Movies suffering from RSSS on the other hand are great films which break apart and destroy what’s come before it in their final 20 minutes. “Hollow Man” is a good recent example of this, and now you can add ‘Eye’ to that list. As we begin everything seems good – there’s an interesting setup, the performances are spot on, the characters all unique and fascinating, and lots of awesome visuals which really make you wonder how’d they shoot that.
That feeling continues for the opening 80 minutes or so which, while slow at times, is nevertheless a very engaging movie. There’s some subplot about McGregor’s daughter who appears near him with almost ghost like fashion, a subplot which disappears about 20 minutes in thankfully as its quite weak.
McGregor himself is quite good as the loner spy who becomes obsessed though its the female performances which rule this film. I’m not just talking about Judd who plays a serial murderess with both cold menace and convincing warmth, but also K.D. Lang whose truly fantastic as the receptionist/operative McGregor receives his orders from. Jason Priestly and Genevieve Bujold make unexpected appearances, both only with a few minutes of screentime but make the most out of what they have.

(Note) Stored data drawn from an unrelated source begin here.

//! Error types for document validation and selection.

use thiserror::Error;

/// Reasons a document is rejected at construction time.
///
/// Every variant means the node graph is not a well-formed tree with unique
/// ids, so the document never reaches the layout engine.
#[derive(Debug, Clone, PartialEq, Eq, Error)]
pub enum InvalidTree {
    /// Two nodes share the same id.
    #[error("duplicate node id `{id}`")]
    DuplicateId { id: String },

    /// An outline entry lists a child id that no node carries.
    #[error("node `{parent}` lists unknown child `{child}`")]
    UnknownChild { parent: String, child: String },

    /// An outline names a root id that no node carries.
    #[error("unknown root `{id}`")]
    UnknownRoot { id: String },

    /// The node can reach itself through its children.
    #[error("cycle through node `{id}`")]
    Cycle { id: String },

    /// The node is listed under more than one parent (a root counts as one).
    #[error("node `{id}` has more than one parent")]
    MultipleParents { id: String },

    /// The node is not reachable from any root.
    #[error("node `{id}` is not reachable from any root")]
    Detached { id: String },

    /// The tree is deeper than the traversal bound.
    #[error("tree is deeper than {limit} levels")]
    TooDeep { limit: usize },
}

/// Errors surfaced by the mind map engine.
#[derive(Debug, Clone, PartialEq, Eq, Error)]
pub enum MindMapError {
    /// The document failed validation.
    #[error("invalid tree: {0}")]
    InvalidTree(#[from] InvalidTree),

    /// A selection referenced an id that is not in the current document.
    #[error("unknown selection `{id}`")]
    UnknownSelection { id: String },

    /// The input could not be decoded into a document.
    #[error("failed to decode document: {0}")]
    Decode(String),
}

impl From<serde_json::Error> for MindMapError {
    fn from(err: serde_json::Error) -> Self {
        Self::Decode(err.to_string())
    }
}
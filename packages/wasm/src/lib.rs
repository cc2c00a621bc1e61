//! Radial Mind Map - WASM Module
//!
//! This module turns a hierarchical outline into an interactive radial
//! diagram. It is compiled to WebAssembly and exposes a JavaScript-friendly
//! API via wasm-bindgen; the same engine is usable from Rust directly.
//!
//! # Architecture
//!
//! - `tree`: validated, immutable mind map documents (arena in pre-order)
//! - `layout`: radial fan-out layout (pure, deterministic)
//! - `render`: scene shapes, label truncation, SVG export, entrance schedule
//! - `interaction`: selection state machine, hover and press
//! - `spatial`: R-tree hit testing for pointer input
//! - `engine`: one viewer session tying the above together
//! - `logging`: `tracing` output to the browser console

use js_sys::{Float32Array, Function};
use wasm_bindgen::prelude::*;

pub mod engine;
pub mod error;
pub mod interaction;
pub mod layout;
pub mod logging;
pub mod render;
pub mod spatial;
pub mod tree;

pub use engine::{EngineConfig, LoadOutcome, MindMapEngine, Summary};
pub use error::{InvalidTree, MindMapError};

use tree::{MindMapDocument, NodeKey, Outline};

/// Initialize the WASM module.
#[wasm_bindgen(start)]
pub fn init() {
    console_error_panic_hook::set_once();
    logging::init_console_logging(tracing::level_filters::LevelFilter::INFO);
}

/// Viewer entry point exposed to JavaScript.
///
/// Wraps a [`MindMapEngine`] and forwards selection changes to an optional
/// JS callback (the details panel).
#[wasm_bindgen(js_name = MindMapViewer)]
pub struct MindMapViewerWasm {
    engine: MindMapEngine,
    on_selection: Option<Function>,
}

#[wasm_bindgen(js_class = MindMapViewer)]
impl MindMapViewerWasm {
    /// Create a viewer showing the sample document.
    #[wasm_bindgen(constructor)]
    pub fn new() -> Self {
        Self {
            engine: MindMapEngine::new(),
            on_selection: None,
        }
    }

    /// Create a viewer from a partial `{ layout, style }` config object.
    #[wasm_bindgen(js_name = withConfig)]
    pub fn with_config(config: JsValue) -> Result<MindMapViewerWasm, JsError> {
        let config: EngineConfig = if config.is_undefined() || config.is_null() {
            EngineConfig::default()
        } else {
            serde_wasm_bindgen::from_value(config)?
        };
        Ok(Self {
            engine: MindMapEngine::with_config(config),
            on_selection: None,
        })
    }

    // =========================================================================
    // Loading
    // =========================================================================

    /// Load a nested `{ title, nodes | roots }` document.
    ///
    /// Returns false when the document was rejected and the sample is shown.
    #[wasm_bindgen(js_name = loadDocument)]
    pub fn load_document(&mut self, value: JsValue) -> bool {
        let result =
            stringify_document(&value).and_then(|json| MindMapDocument::from_json(&json));
        let outcome = self.engine.load_or_sample(result);
        self.finish_load(outcome)
    }

    /// Load a nested document from JSON text.
    #[wasm_bindgen(js_name = loadDocumentJson)]
    pub fn load_document_json(&mut self, json: &str) -> bool {
        let outcome = self.engine.load_json(json);
        self.finish_load(outcome)
    }

    /// Load a flat `{ title, roots, nodes }` outline.
    #[wasm_bindgen(js_name = loadOutline)]
    pub fn load_outline(&mut self, value: JsValue) -> bool {
        let outcome = match serde_wasm_bindgen::from_value::<Outline>(value) {
            Ok(outline) => self.engine.load_outline(outline),
            Err(err) => self
                .engine
                .load_or_sample(Err(MindMapError::Decode(err.to_string()))),
        };
        self.finish_load(outcome)
    }

    /// Show the built-in sample document.
    #[wasm_bindgen(js_name = loadSample)]
    pub fn load_sample(&mut self) {
        self.engine.load_sample();
        self.flush_events();
    }

    // =========================================================================
    // Document Info
    // =========================================================================

    pub fn title(&self) -> String {
        self.engine.document().title().to_string()
    }

    /// Total number of nodes.
    #[wasm_bindgen(js_name = nodeCount)]
    pub fn node_count(&self) -> u32 {
        self.engine.document().count_nodes() as u32
    }

    /// Longest root-to-leaf path, in edges.
    pub fn depth(&self) -> u32 {
        self.engine.document().depth()
    }

    /// `{ totalNodes, maxDepth }`.
    pub fn summary(&self) -> Result<JsValue, JsError> {
        Ok(serde_wasm_bindgen::to_value(&self.engine.summary())?)
    }

    /// Id of the node stored at a buffer slot.
    #[wasm_bindgen(js_name = getNodeId)]
    pub fn get_node_id(&self, key: u32) -> Option<String> {
        self.engine
            .document()
            .node(NodeKey(key))
            .map(|node| node.id.clone())
    }

    // =========================================================================
    // Layout Buffers
    // =========================================================================

    /// X positions, one per node in draw order.
    #[wasm_bindgen(js_name = getPositionsX)]
    pub fn get_positions_x(&self) -> Float32Array {
        Float32Array::from(&self.engine.positions().positions_x[..])
    }

    /// Y positions, one per node in draw order.
    #[wasm_bindgen(js_name = getPositionsY)]
    pub fn get_positions_y(&self) -> Float32Array {
        Float32Array::from(&self.engine.positions().positions_y[..])
    }

    // =========================================================================
    // Rendering
    // =========================================================================

    /// Drawable scene with the current selection and hover applied.
    pub fn scene(&self) -> Result<JsValue, JsError> {
        Ok(serde_wasm_bindgen::to_value(&self.engine.scene())?)
    }

    /// Standalone SVG document of the current diagram.
    #[wasm_bindgen(js_name = toSvg)]
    pub fn to_svg(&self) -> String {
        self.engine.to_svg()
    }

    // =========================================================================
    // Pointer Input
    // =========================================================================

    /// Returns the id of the pressed node, if any.
    #[wasm_bindgen(js_name = pointerDown)]
    pub fn pointer_down(&mut self, x: f32, y: f32) -> Option<String> {
        let key = self.engine.pointer_down(x, y)?;
        self.get_node_id(key.raw())
    }

    /// Returns true when the release selected a different node.
    #[wasm_bindgen(js_name = pointerUp)]
    pub fn pointer_up(&mut self, x: f32, y: f32) -> bool {
        let changed = self.engine.pointer_up(x, y);
        self.flush_events();
        changed
    }

    /// Returns true when the hovered node changed and a redraw is needed.
    #[wasm_bindgen(js_name = pointerMove)]
    pub fn pointer_move(&mut self, x: f32, y: f32) -> bool {
        self.engine.pointer_move(x, y)
    }

    #[wasm_bindgen(js_name = pointerLeave)]
    pub fn pointer_leave(&mut self) {
        self.engine.pointer_leave();
    }

    // =========================================================================
    // Selection
    // =========================================================================

    /// Select a node by id. Unknown ids are ignored and return false.
    #[wasm_bindgen(js_name = selectNode)]
    pub fn select_node(&mut self, id: &str) -> bool {
        let changed = self.engine.select(id).unwrap_or(false);
        self.flush_events();
        changed
    }

    #[wasm_bindgen(js_name = selectedNodeId)]
    pub fn selected_node_id(&self) -> Option<String> {
        self.engine.selected_id().map(str::to_string)
    }

    /// Register the details panel callback, called with `{ nodeId, text }`.
    #[wasm_bindgen(js_name = onSelectionChange)]
    pub fn on_selection_change(&mut self, callback: Function) {
        self.on_selection = Some(callback);
    }

    // =========================================================================
    // Entrance Animation
    // =========================================================================

    /// The full reveal schedule for the current document.
    #[wasm_bindgen(js_name = revealSchedule)]
    pub fn reveal_schedule(&self) -> Result<JsValue, JsError> {
        Ok(serde_wasm_bindgen::to_value(self.engine.reveal_schedule().as_slice())?)
    }

    /// Reveal events that became due `elapsed` seconds into the entrance.
    #[wasm_bindgen(js_name = tickReveal)]
    pub fn tick_reveal(&mut self, elapsed: f32) -> Result<JsValue, JsError> {
        Ok(serde_wasm_bindgen::to_value(self.engine.tick_reveal(elapsed))?)
    }

    #[wasm_bindgen(js_name = restartReveal)]
    pub fn restart_reveal(&mut self) {
        self.engine.restart_reveal();
    }
}

impl MindMapViewerWasm {
    fn finish_load(&mut self, outcome: LoadOutcome) -> bool {
        if let LoadOutcome::FellBack(err) = &outcome {
            web_sys::console::warn_1(
                &format!("mind map rejected, showing sample: {err}").into(),
            );
        }
        self.flush_events();
        outcome.is_loaded()
    }

    /// Deliver pending selection transitions to the JS callback.
    ///
    /// Events are drained even with no callback registered.
    fn flush_events(&mut self) {
        let events = self.engine.drain_events();
        let Some(callback) = &self.on_selection else {
            return;
        };
        for event in events {
            let value = match serde_wasm_bindgen::to_value(&event) {
                Ok(value) => value,
                Err(err) => {
                    web_sys::console::error_1(&err.to_string().into());
                    continue;
                }
            };
            if let Err(err) = callback.call1(&JsValue::NULL, &value) {
                web_sys::console::error_1(&err);
            }
        }
    }
}

/// Serialize a nested JS document to JSON text.
///
/// Nested objects are never decoded directly: an object that lists one of its
/// ancestors as a child would recurse without bound. `JSON.stringify` throws
/// on such cycles, and the JSON path is depth-bounded.
fn stringify_document(value: &JsValue) -> Result<String, MindMapError> {
    let json = js_sys::JSON::stringify(value).map_err(|err| {
        MindMapError::Decode(format!("document is cyclic or not serializable: {err:?}"))
    })?;
    json.as_string()
        .ok_or_else(|| MindMapError::Decode("document is not a JSON value".to_string()))
}

impl Default for MindMapViewerWasm {
    fn default() -> Self {
        Self::new()
    }
}

#[cfg(test)]
mod integration_tests {
    use super::*;
    use interaction::SelectionState;
    use layout::RadialLayout;
    use render::{HighlightState, RenderStyle, Scene};
    use tree::{MindMapNode, OutlineEntry};

    /// Full pipeline on the sample: tree → layout → scene → selection.
    #[test]
    fn test_sample_pipeline() {
        let doc = MindMapDocument::sample();
        assert_eq!(tree::count_nodes(&doc), 6);
        assert_eq!(tree::depth(&doc), 2);

        let layout = RadialLayout::with_defaults().compute(&doc);
        assert_eq!(layout.node_count, 6);

        let scene = Scene::build(&doc, &layout, &HighlightState::default(), &RenderStyle::default());
        assert_eq!(scene.nodes.len(), 6);
        assert_eq!(scene.edge_count(), 5);

        let labels: Vec<_> = scene.nodes.iter().map(|n| n.label.text.as_str()).collect();
        assert_eq!(
            labels,
            ["Central Topic", "Branch 1", "Leaf A", "Leaf B", "Branch 2", "Leaf C"]
        );
    }

    /// A single root without children: one centered node and no edges.
    #[test]
    fn test_single_root_scenario() {
        let mut engine = MindMapEngine::new();
        let doc = MindMapDocument::new("solo", vec![MindMapNode::leaf("only", "Only")]).unwrap();
        engine.load(doc);

        assert_eq!(engine.summary(), Summary { total_nodes: 1, max_depth: 0 });
        assert_eq!(engine.positions().positions_x, vec![300.0]);
        assert_eq!(engine.positions().positions_y, vec![200.0]);
        assert_eq!(engine.scene().edge_count(), 0);
    }

    /// Cyclic outlines are rejected before layout and the sample is shown.
    #[test]
    fn test_cyclic_input_scenario() {
        let cyclic = Outline {
            title: "loop".into(),
            roots: vec!["root".into()],
            nodes: vec![
                OutlineEntry {
                    id: "root".into(),
                    text: "Root".into(),
                    children: vec!["child".into()],
                },
                OutlineEntry {
                    id: "child".into(),
                    text: "Child".into(),
                    children: vec!["root".into()],
                },
            ],
        };
        assert!(matches!(
            MindMapDocument::from_outline(cyclic.clone()),
            Err(MindMapError::InvalidTree(InvalidTree::Cycle { .. }))
        ));

        let mut engine = MindMapEngine::new();
        let outcome = engine.load_outline(cyclic);
        assert!(!outcome.is_loaded());
        assert_eq!(engine.document(), &MindMapDocument::sample());
    }

    /// Click A then B via pointer input; reload clears the selection.
    #[test]
    fn test_selection_scenario() {
        let mut engine = MindMapEngine::new();
        let click = |engine: &mut MindMapEngine, id: &str| {
            let key = engine.document().key_of(id).unwrap();
            let pos = engine.positions().position(key).unwrap();
            engine.pointer_down(pos.x, pos.y);
            engine.pointer_up(pos.x, pos.y)
        };

        assert!(click(&mut engine, "1"));
        assert!(click(&mut engine, "2.1"));
        assert_eq!(engine.interaction().state(), &SelectionState::Selected("2.1".into()));

        let scene = engine.scene();
        let selected: Vec<_> = scene
            .nodes
            .iter()
            .filter(|n| n.circle.fill == render::NodeFill::Selected)
            .map(|n| n.id.as_str())
            .collect();
        assert_eq!(selected, ["2.1"]);

        engine.load_sample();
        assert_eq!(engine.interaction().state(), &SelectionState::Unselected);

        let events = engine.drain_events();
        let ids: Vec<_> = events.iter().map(|e| e.node_id.as_deref()).collect();
        assert_eq!(ids, [Some("1"), Some("2.1"), None]);
    }

    /// Layout of a wider tree is deterministic and keeps rings ordered.
    #[test]
    fn test_wide_tree_layout() {
        let branches: Vec<_> = (0..5)
            .map(|b| {
                let leaves = (0..b + 1)
                    .map(|l| MindMapNode::leaf(format!("{b}.{l}"), format!("Leaf {b}.{l}")))
                    .collect();
                MindMapNode::branch(format!("{b}"), format!("Branch {b}"), leaves)
            })
            .collect();
        let doc = MindMapDocument::new("wide", vec![MindMapNode::branch("r", "Root", branches)])
            .unwrap();
        assert_eq!(doc.count_nodes(), 1 + 5 + 15);

        let layout = RadialLayout::with_defaults();
        let first = layout.compute(&doc);
        assert_eq!(first, layout.compute(&doc));

        for (key, node) in doc.walk() {
            let pos = first.position(key).unwrap();
            let dist = ((pos.x - 300.0).powi(2) + (pos.y - 200.0).powi(2)).sqrt();
            if node.level > 0 {
                let expected = layout.config().ring_radius(node.level);
                assert!((dist - expected).abs() < 0.01, "{} off ring", node.id);
            }
        }
    }
}
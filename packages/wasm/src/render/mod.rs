//! Renderer: drawable shapes, labels, and the entrance schedule.
//!
//! The renderer is a pure consumer of the tree, the layout, and a read-only
//! [`HighlightState`]. It never mutates selection.

pub mod animation;
pub mod label;
mod scene;
mod style;
pub mod svg;

pub use animation::{RevealCursor, RevealEvent, RevealSchedule, RevealTarget};
pub use label::{truncate_label, ELLIPSIS, MAX_LABEL_CHARS};
pub use scene::{CircleShape, EdgeShape, HighlightState, LabelShape, NodeFill, Scene, SceneNode};
pub use style::RenderStyle;
pub use svg::to_svg;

Then we come to the ending and this is where the film just falls apart. The scenes in the Alaskan cafe are good but after that one gets the feeling that a full 30-40 minute ending was shot and then whittled down to 10 minutes leaving a hell of a lot of unanswered questions and confusion. The film just builds and builds – yet no climax, which not only is confusing but makes one feel they’ve been cheated.
Director Stephan Elliott apparently was quite unhappy with the way the film was taken out of his hands and reworked and had to reassemble the pieces – he’s done a good job of that but whoever was responsible for cutting it to pieces in the first place destroyed what could’ve been a highlight of the year. Instead we have a disappointing flick.